Secondly, the neurological problems have been shown to worsen more quickly in patients who have had their entire spleen removed. Keeping at least part of the spleen avoids both of these problems.

Sometimes a total splenectomy is unavoidable and in this case it is important to protect against infection as much as possible. This is done by giving a vaccine and antibiotics. These antibiotics need to be given every day, for the rest of the patient’s life.

Even after a partial splenectomy, the remainder of the spleen may not work very well. So it is sensible to treat such people as though they have had a total splenectomy.

Bone marrow transplantation (BMT)

Bone marrow transplantation was the only specific treatment available before enzyme replacement therapy became available. Approximately 20-25 transplants have been performed on patients with Gaucher Disease, mostly in Sweden and the UK. About half the patients probably had NGD. There is some evidence that their outcome has been better than that of untreated patients. However, at present the procedure is too risky to be recommended.

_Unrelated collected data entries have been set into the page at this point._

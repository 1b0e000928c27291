use sea_orm::entity::prelude::*;
use serde::{Deserialize, Serialize};
use utoipa::ToSchema;

/// A package line: the (product, batch, quantity) triple as assembled.
#[derive(Clone, Debug, PartialEq, DeriveEntityModel, Serialize, Deserialize, ToSchema)]
#[sea_orm(table_name = "package_items")]
#[schema(as = PackageItem)]
pub struct Model {
    #[sea_orm(primary_key, auto_increment = false)]
    pub id: Uuid,
    pub package_id: Uuid,
    pub product_id: Uuid,
    pub batch_id: Uuid,
    pub quantity: i32,
}

#[derive(Copy, Clone, Debug, EnumIter, DeriveRelation)]
pub enum Relation {
    #[sea_orm(
        belongs_to = "super::package::Entity",
        from = "Column::PackageId",
        to = "super::package::Column::Id"
    )]
    Package,
    #[sea_orm(
        belongs_to = "super::inventory_batch::Entity",
        from = "Column::BatchId",
        to = "super::inventory_batch::Column::Id"
    )]
    InventoryBatch,
}

impl Related<super::package::Entity> for Entity {
    fn to() -> RelationDef {
        Relation::Package.def()
    }
}

impl Related<super::inventory_batch::Entity> for Entity {
    fn to() -> RelationDef {
        Relation::InventoryBatch.def()
    }
}

impl ActiveModelBehavior for ActiveModel {}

Enzyme replacement therapy (ERT)

Enzyme replacement therapy (ERT) has been available for the past decade. Even so, it is a relatively new form of treatment. We can, however, say with confidence that it is highly effective in treating many of the complications that arise outside the nervous system (visceral complications). Such problems tend to be more severe in NGD sufferers. In 2003, Cerezyme was licensed for the treatment of such complications.

The question of whether ERT can reverse, halt, or even slow down the neurological problems that are seen in NGD is a very important one. Unfortunately, at present the answers are far from clear. The most important reason for this is that there is insufficient experience of ERT. In addition, the severity of the disease and the doses used vary considerably and it has therefore been very difficult to evaluate the response to ERT. There is no definite evidence that ERT has a beneficial effect on the neurological problems.

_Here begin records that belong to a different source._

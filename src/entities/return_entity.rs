use chrono::{DateTime, Utc};
use sea_orm::entity::prelude::*;
use serde::{Deserialize, Serialize};
use std::fmt;
use std::str::FromStr;
use utoipa::ToSchema;

/// Return status enumeration: `initiated → pickup_scheduled → picked_up →
/// received → processed`, strictly monotonic. Only `processed` mutates
/// inventory; a return that is merely `received` holds no stock effect.
#[derive(
    Debug, Clone, Copy, PartialEq, Eq, Serialize, Deserialize, EnumIter, DeriveActiveEnum, ToSchema,
)]
#[sea_orm(rs_type = "String", db_type = "Text")]
#[serde(rename_all = "snake_case")]
pub enum ReturnStatus {
    #[sea_orm(string_value = "initiated")]
    Initiated,
    #[sea_orm(string_value = "pickup_scheduled")]
    PickupScheduled,
    #[sea_orm(string_value = "picked_up")]
    PickedUp,
    #[sea_orm(string_value = "received")]
    Received,
    #[sea_orm(string_value = "processed")]
    Processed,
}

impl ReturnStatus {
    pub fn as_str(&self) -> &'static str {
        match self {
            ReturnStatus::Initiated => "initiated",
            ReturnStatus::PickupScheduled => "pickup_scheduled",
            ReturnStatus::PickedUp => "picked_up",
            ReturnStatus::Received => "received",
            ReturnStatus::Processed => "processed",
        }
    }

    /// Legal forward edges; no skipping.
    pub fn can_transition_to(&self, next: ReturnStatus) -> bool {
        use ReturnStatus::*;
        matches!(
            (self, next),
            (Initiated, PickupScheduled)
                | (PickupScheduled, PickedUp)
                | (PickedUp, Received)
                | (Received, Processed)
        )
    }

    /// A return counts as open until it reaches `processed`; at most one
    /// open return may exist per package.
    pub fn is_open(&self) -> bool {
        !matches!(self, ReturnStatus::Processed)
    }
}

impl fmt::Display for ReturnStatus {
    fn fmt(&self, f: &mut fmt::Formatter<'_>) -> fmt::Result {
        f.write_str(self.as_str())
    }
}

impl FromStr for ReturnStatus {
    type Err = String;

    fn from_str(s: &str) -> Result<Self, Self::Err> {
        match s.to_ascii_lowercase().as_str() {
            "initiated" => Ok(ReturnStatus::Initiated),
            "pickup_scheduled" => Ok(ReturnStatus::PickupScheduled),
            "picked_up" => Ok(ReturnStatus::PickedUp),
            "received" => Ok(ReturnStatus::Received),
            "processed" => Ok(ReturnStatus::Processed),
            other => Err(format!("unknown return status: {other}")),
        }
    }
}

/// Goods moving back from a delivered package into the warehouse.
#[derive(Clone, Debug, PartialEq, DeriveEntityModel, Serialize, Deserialize)]
#[sea_orm(table_name = "returns")]
pub struct Model {
    #[sea_orm(primary_key, auto_increment = false)]
    pub id: Uuid,
    pub package_id: Uuid,
    pub reason: String,
    pub status: ReturnStatus,
    /// Transporter booked at pickup scheduling; the reverse-leg transport is
    /// created from it when the goods are actually picked up.
    pub transporter_id: Option<Uuid>,
    /// Reverse-leg transport, attached at pickup.
    pub transport_id: Option<Uuid>,
    pub warehouse_id: Option<Uuid>,
    pub processed_by: Option<String>,
    pub notes: Option<String>,
    pub created_at: DateTime<Utc>,
    pub updated_at: DateTime<Utc>,
}

#[derive(Copy, Clone, Debug, EnumIter, DeriveRelation)]
pub enum Relation {
    #[sea_orm(
        belongs_to = "super::package::Entity",
        from = "Column::PackageId",
        to = "super::package::Column::Id"
    )]
    Package,
    #[sea_orm(has_many = "super::return_item::Entity")]
    ReturnItems,
}

impl Related<super::package::Entity> for Entity {
    fn to() -> RelationDef {
        Relation::Package.def()
    }
}

impl Related<super::return_item::Entity> for Entity {
    fn to() -> RelationDef {
        Relation::ReturnItems.def()
    }
}

impl ActiveModelBehavior for ActiveModel {}

#[cfg(test)]
mod tests {
    use super::*;

    #[test]
    fn return_transitions_cannot_skip() {
        use ReturnStatus::*;
        assert!(Initiated.can_transition_to(PickupScheduled));
        assert!(PickupScheduled.can_transition_to(PickedUp));
        assert!(PickedUp.can_transition_to(Received));
        assert!(Received.can_transition_to(Processed));

        assert!(!Initiated.can_transition_to(PickedUp));
        assert!(!Initiated.can_transition_to(Processed));
        assert!(!Received.can_transition_to(PickedUp));
        assert!(!Processed.can_transition_to(Received));
    }

    #[test]
    fn only_processed_returns_are_closed() {
        assert!(ReturnStatus::Initiated.is_open());
        assert!(ReturnStatus::PickupScheduled.is_open());
        assert!(ReturnStatus::PickedUp.is_open());
        assert!(ReturnStatus::Received.is_open());
        assert!(!ReturnStatus::Processed.is_open());
    }
}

For some children, however, ERT does seem to help. For example, ataxia (unsteadiness) definitely seems to improve, as do some forms of fits. However, certain problems do not seem to respond, such as myoclonic fits (short, sharp, jerky movements).

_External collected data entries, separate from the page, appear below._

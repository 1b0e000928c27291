//! Request tracing support: request-id propagation and the HTTP trace layer.

use std::cell::RefCell;
use std::fmt;
use std::future::Future;

use axum::http::Request;
use tower_http::classify::StatusInRangeAsFailures;
use tower_http::trace::{
    DefaultOnBodyChunk, DefaultOnEos, DefaultOnFailure, DefaultOnRequest, DefaultOnResponse,
    MakeSpan, TraceLayer,
};
use uuid::Uuid;

/// Request ID tracking information
#[derive(Clone, Debug)]
pub struct RequestId(pub String);

impl Default for RequestId {
    fn default() -> Self {
        RequestId(Uuid::new_v4().to_string())
    }
}

impl RequestId {
    pub fn new(value: impl Into<String>) -> Self {
        RequestId(value.into())
    }

    pub fn as_str(&self) -> &str {
        &self.0
    }
}

impl fmt::Display for RequestId {
    fn fmt(&self, f: &mut fmt::Formatter<'_>) -> fmt::Result {
        write!(f, "{}", self.0)
    }
}

tokio::task_local! {
    static CURRENT_REQUEST_ID: RefCell<Option<RequestId>>;
}

/// Runs `future` with the given request id available via [`current_request_id`].
pub async fn scope_request_id<Fut, R>(request_id: RequestId, future: Fut) -> R
where
    Fut: Future<Output = R>,
{
    CURRENT_REQUEST_ID
        .scope(RefCell::new(Some(request_id)), future)
        .await
}

/// The request id of the task currently handling a request, if any.
pub fn current_request_id() -> Option<RequestId> {
    CURRENT_REQUEST_ID
        .try_with(|cell| cell.borrow().clone())
        .ok()
        .flatten()
}

#[derive(Clone, Default)]
pub struct RequestSpanMaker;

impl<B> MakeSpan<B> for RequestSpanMaker {
    fn make_span(&mut self, request: &Request<B>) -> tracing::Span {
        let method = request.method().clone();
        let uri = request.uri().clone();
        let request_id = request
            .extensions()
            .get::<RequestId>()
            .cloned()
            .or_else(|| {
                request
                    .headers()
                    .get("x-request-id")
                    .and_then(|v| v.to_str().ok())
                    .map(RequestId::new)
            })
            .unwrap_or_default();

        tracing::info_span!(
            "http.request",
            request_id = %request_id.as_str(),
            method = %method,
            uri = %uri,
        )
    }
}

/// Configure tracing for the application with tower-http
pub fn configure_http_tracing() -> TraceLayer<
    tower_http::classify::SharedClassifier<StatusInRangeAsFailures>,
    RequestSpanMaker,
    DefaultOnRequest,
    DefaultOnResponse,
    DefaultOnBodyChunk,
    DefaultOnEos,
    DefaultOnFailure,
> {
    let classifier =
        tower_http::classify::SharedClassifier::new(StatusInRangeAsFailures::new(500..=599));
    TraceLayer::new(classifier)
        .make_span_with(RequestSpanMaker)
        .on_request(DefaultOnRequest::default())
        .on_response(DefaultOnResponse::default())
        .on_body_chunk(DefaultOnBodyChunk::default())
        .on_eos(DefaultOnEos::default())
        .on_failure(DefaultOnFailure::default())
}

#[cfg(test)]
mod tests {
    use super::*;

    #[tokio::test]
    async fn request_id_is_scoped_to_the_task() {
        assert!(current_request_id().is_none());

        let observed = scope_request_id(RequestId::new("req-scope"), async {
            current_request_id().map(|rid| rid.as_str().to_string())
        })
        .await;

        assert_eq!(observed.as_deref(), Some("req-scope"));
        assert!(current_request_id().is_none());
    }
}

We mentioned earlier that the calcium balance in the nerve cells is upset by the build-up of GC and that this leads to nerve cell damage. However, when nerve cells are incubated with Cerezyme beforehand, they are resistant to this damage.

These experiments have been carried out in a laboratory, so of course we should be cautious in drawing our conclusions. Even so, it looks as though this enzyme has a protective effect on nerve cells if it can somehow reach them. This is the biggest challenge. There is a barrier between the blood and the brain, the blood-brain barrier (BBB). This serves a very important purpose, namely, to protect the brain. Unfortunately, it also means that this barrier prevents many substances from reaching the brain. This means that ERT probably does not cross the BBB, at least not to any great extent.

Several researchers are working in this important area, although it may be a while before significant progress is made.


Long - Term Outlook

Before ERT became available, neurological problems were overshadowed by the visceral complications. The only group for whom reliable long-term follow-up has been reported are the Norbottnian patients from Sweden. The outlook was not good, with the average life expectancy being 11 years. The most serious complications seen were cirrhosis of the liver and lung involvement.

The outlook for most patients has dramatically improved since the onset of enzyme replacement therapy.

Neurologically, many sufferers remain stable for long periods of time. The eye movement abnormality may be the only abnormal sign for many years. In others, increasing spasticity (stiffness), ataxia (unsteadiness) and, eventually, loss of higher function may be seen. The appearance of fits is of particular concern. At present, it is not clear why some people develop problems and others don’t. It would be good to be able to identify such ‘high-risk’ individuals at an early stage. Unfortunately, at present this is not possible.